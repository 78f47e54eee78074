//! Inter-container buffering for a single output, computed offline.

use cadence_core::icb::{IcbInputs, IcbLocal, IcbPolicy, negotiate};
use cadence_core::{DataFormat, FrameLength, IcbInfo, IcbMode, IcbResult, Scenario};
use clap::{Args, ValueEnum};

/// Data format flowing through the output.
#[derive(Clone, Copy, Debug, ValueEnum)]
pub enum FormatArg {
    /// Linear PCM
    Pcm,
    /// Packetized data with PCM timing
    Packetized,
    /// Raw compressed bitstream
    RawCompressed,
}

impl From<FormatArg> for DataFormat {
    fn from(f: FormatArg) -> Self {
        match f {
            FormatArg::Pcm => DataFormat::Pcm,
            FormatArg::Packetized => DataFormat::Packetized,
            FormatArg::RawCompressed => DataFormat::RawCompressed,
        }
    }
}

/// Compute the buffers an external output circulates to its downstream.
#[derive(Args)]
pub struct NegotiateArgs {
    /// Own frame length in microseconds
    #[arg(long, default_value = "1000")]
    pub own_us: u32,

    /// Own period in microseconds
    #[arg(long, default_value = "0")]
    pub own_period_us: u32,

    /// Own side is real time
    #[arg(long)]
    pub own_rt: bool,

    /// Downstream frame length in microseconds (omit for no report yet)
    #[arg(long)]
    pub ds_us: Option<u32>,

    /// Downstream period in microseconds
    #[arg(long, default_value = "0")]
    pub ds_period_us: u32,

    /// Downstream is real time
    #[arg(long)]
    pub ds_rt: bool,

    /// Downstream accepts partial frames
    #[arg(long)]
    pub ds_variable: bool,

    /// Downstream consumes from a single buffer
    #[arg(long)]
    pub single_buffer: bool,

    /// Never send a one-time prebuffer
    #[arg(long)]
    pub disable_otp: bool,

    /// Both sides run the voice scenario
    #[arg(long)]
    pub voice: bool,

    /// The output has no downstream peer
    #[arg(long)]
    pub unconnected: bool,

    /// Data format
    #[arg(long, value_enum, default_value = "pcm")]
    pub format: FormatArg,

    /// Regular buffers when nothing forces more
    #[arg(long, default_value = "2")]
    pub reg_bufs: u32,

    /// Print the result as JSON
    #[arg(long)]
    pub json: bool,
}

impl NegotiateArgs {
    fn inputs(&self) -> IcbInputs {
        let scenario = if self.voice {
            Scenario::Voice
        } else {
            Scenario::Default
        };
        IcbInputs {
            connected: !self.unconnected,
            format: self.format.into(),
            local: IcbLocal {
                frame: FrameLength::from_us(self.own_us),
                period_us: self.own_period_us,
                real_time: self.own_rt,
                disable_otp: self.disable_otp,
                scenario,
            },
            downstream: self.ds_us.map(|us| IcbInfo {
                frame: FrameLength::from_us(us),
                period_us: self.ds_period_us,
                variable_input: self.ds_variable,
                real_time: self.ds_rt,
                single_buffer_mode: self.single_buffer,
                scenario,
            }),
        }
    }
}

fn mode_name(mode: IcbMode) -> &'static str {
    match mode {
        IcbMode::Deferred => "deferred",
        IcbMode::RawCompressed => "raw_compressed",
        IcbMode::Negotiated => "negotiated",
    }
}

/// Run the negotiate command.
pub fn run(args: NegotiateArgs) -> anyhow::Result<()> {
    let policy = IcbPolicy {
        default_reg_bufs: args.reg_bufs,
        ..IcbPolicy::default()
    };
    let result = negotiate(&args.inputs(), &policy);
    tracing::debug!(?result, "negotiated");

    if args.json {
        println!("{}", serde_json::to_string_pretty(&to_json(&result))?);
    } else {
        println!("Mode:        {}", mode_name(result.mode));
        println!("Regular:     {}", result.reg_bufs);
        println!("Prebuffers:  {}", result.prebufs);
        println!("One-time:    {} us", result.otp_us);
        println!("Total:       {}", result.total_bufs());
    }
    Ok(())
}

fn to_json(result: &IcbResult) -> serde_json::Value {
    serde_json::json!({
        "mode": mode_name(result.mode),
        "reg_bufs": result.reg_bufs,
        "prebufs": result.prebufs,
        "otp_us": result.otp_us,
        "total_bufs": result.total_bufs(),
    })
}

#[cfg(test)]
mod tests {
    use super::*;
    use clap::Parser;

    #[derive(Parser)]
    struct Wrapper {
        #[command(flatten)]
        args: NegotiateArgs,
    }

    fn parse(argv: &[&str]) -> NegotiateArgs {
        Wrapper::parse_from(std::iter::once("negotiate").chain(argv.iter().copied())).args
    }

    #[test]
    fn missing_downstream_report_defers() {
        let args = parse(&["--own-us", "5000"]);
        let inputs = args.inputs();
        assert!(inputs.downstream.is_none());
        assert!(negotiate(&inputs, &IcbPolicy::default()).is_deferred());
    }

    #[test]
    fn flags_reach_both_sides() {
        let args = parse(&[
            "--own-us", "1000", "--ds-us", "2500", "--own-rt", "--ds-rt", "--voice",
        ]);
        let inputs = args.inputs();
        assert!(inputs.local.real_time);
        assert_eq!(inputs.local.scenario, Scenario::Voice);
        let ds = inputs.downstream.unwrap();
        assert_eq!(ds.frame.us, 2_500);
        assert!(ds.real_time);
    }

    #[test]
    fn json_report_carries_totals() {
        let result = IcbResult {
            mode: IcbMode::Negotiated,
            reg_bufs: 3,
            prebufs: 1,
            otp_us: 0,
        };
        let v = to_json(&result);
        assert_eq!(v["mode"], "negotiated");
        assert_eq!(v["total_bufs"], 4);
    }
}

•••••

**About this task**
The records need to be set down again without a single difference.

**Written solution**
repository 78f47e54eee78074
//! Inter-container buffering for a single output, computed offline.

use cadence_core::icb::{IcbInputs, IcbLocal, IcbPolicy, negotiate};
use cadence_core::{DataFormat, FrameLength, IcbInfo, IcbMode, IcbResult, Scenario};
use clap::{Args, ValueEnum};

/// Data format flowing through the output.
#[derive(Clone, Copy, Debug, ValueEnum)]
pub enum FormatArg {
    /// Linear PCM
    Pcm,
    /// Packetized data with PCM timing
    Packetized,
    /// Raw compressed bitstream
    RawCompressed,
}

impl From<FormatArg> for DataFormat {
    fn from(f: FormatArg) -> Self {
        match f {
            FormatArg::Pcm => DataFormat::Pcm,
            FormatArg::Packetized => DataFormat::Packetized,
            FormatArg::RawCompressed => DataFormat::RawCompressed,
        }
    }
}

/// Compute the buffers an external output circulates to its downstream.
#[derive(Args)]
pub struct NegotiateArgs {
    /// Own frame length in microseconds
    #[arg(long, default_value = "1000")]
    pub own_us: u32,

    /// Own period in microseconds
    #[arg(long, default_value = "0")]
    pub own_period_us: u32,

    /// Own side is real time
    #[arg(long)]
    pub own_rt: bool,

    /// Downstream frame length in microseconds (omit for no report yet)
    #[arg(long)]
    pub ds_us: Option<u32>,

    /// Downstream period in microseconds
    #[arg(long, default_value = "0")]
    pub ds_period_us: u32,

    /// Downstream is real time
    #[arg(long)]
    pub ds_rt: bool,

    /// Downstream accepts partial frames
    #[arg(long)]
    pub ds_variable: bool,

    /// Downstream consumes from a single buffer
    #[arg(long)]
    pub single_buffer: bool,

    /// Never send a one-time prebuffer
    #[arg(long)]
    pub disable_otp: bool,

    /// Both sides run the voice scenario
    #[arg(long)]
    pub voice: bool,

    /// The output has no downstream peer
    #[arg(long)]
    pub unconnected: bool,

    /// Data format
    #[arg(long, value_enum, default_value = "pcm")]
    pub format: FormatArg,

    /// Regular buffers when nothing forces more
    #[arg(long, default_value = "2")]
    pub reg_bufs: u32,

    /// Print the result as JSON
    #[arg(long)]
    pub json: bool,
}

impl NegotiateArgs {
    fn inputs(&self) -> IcbInputs {
        let scenario = if self.voice {
            Scenario::Voice
        } else {
            Scenario::Default
        };
        IcbInputs {
            connected: !self.unconnected,
            format: self.format.into(),
            local: IcbLocal {
                frame: FrameLength::from_us(self.own_us),
                period_us: self.own_period_us,
                real_time: self.own_rt,
                disable_otp: self.disable_otp,
                scenario,
            },
            downstream: self.ds_us.map(|us| IcbInfo {
                frame: FrameLength::from_us(us),
                period_us: self.ds_period_us,
                variable_input: self.ds_variable,
                real_time: self.ds_rt,
                single_buffer_mode: self.single_buffer,
                scenario,
            }),
        }
    }
}

fn mode_name(mode: IcbMode) -> &'static str {
    match mode {
        IcbMode::Deferred => "deferred",
        IcbMode::RawCompressed => "raw_compressed",
        IcbMode::Negotiated => "negotiated",
    }
}

/// Run the negotiate command.
pub fn run(args: NegotiateArgs) -> anyhow::Result<()> {
    let policy = IcbPolicy {
        default_reg_bufs: args.reg_bufs,
        ..IcbPolicy::default()
    };
    let result = negotiate(&args.inputs(), &policy);
    tracing::debug!(?result, "negotiated");

    if args.json {
        println!("{}", serde_json::to_string_pretty(&to_json(&result))?);
    } else {
        println!("Mode:        {}", mode_name(result.mode));
        println!("Regular:     {}", result.reg_bufs);
        println!("Prebuffers:  {}", result.prebufs);
        println!("One-time:    {} us", result.otp_us);
        println!("Total:       {}", result.total_bufs());
    }
    Ok(())
}

fn to_json(result: &IcbResult) -> serde_json::Value {
    serde_json::json!({
        "mode": mode_name(result.mode),
        "reg_bufs": result.reg_bufs,
        "prebufs": result.prebufs,
        "otp_us": result.otp_us,
        "total_bufs": result.total_bufs(),
    })
}

#[cfg(test)]
mod tests {
    use super::*;
    use clap::Parser;

    #[derive(Parser)]
    struct Wrapper {
        #[command(flatten)]
        args: NegotiateArgs,
    }

    fn parse(argv: &[&str]) -> NegotiateArgs {
        Wrapper::parse_from(std::iter::once("negotiate").chain(argv.iter().copied())).args
    }

    #[test]
    fn missing_downstream_report_defers() {
        let args = parse(&["--own-us", "5000"]);
        let inputs = args.inputs();
        assert!(inputs.downstream.is_none());
        assert!(negotiate(&inputs, &IcbPolicy::default()).is_deferred());
    }

    #[test]
    fn flags_reach_both_sides() {
        let args = parse(&[
            "--own-us", "1000", "--ds-us", "2500", "--own-rt", "--ds-rt", "--voice",
        ]);
        let inputs = args.inputs();
        assert!(inputs.local.real_time);
        assert_eq!(inputs.local.scenario, Scenario::Voice);
        let ds = inputs.downstream.unwrap();
        assert_eq!(ds.frame.us, 2_500);
        assert!(ds.real_time);
    }

    #[test]
    fn json_report_carries_totals() {
        let result = IcbResult {
            mode: IcbMode::Negotiated,
            reg_bufs: 3,
            prebufs: 1,
            otp_us: 0,
        };
        let v = to_json(&result);
        assert_eq!(v["mode"], "negotiated");
        assert_eq!(v["total_bufs"], 4);
    }
}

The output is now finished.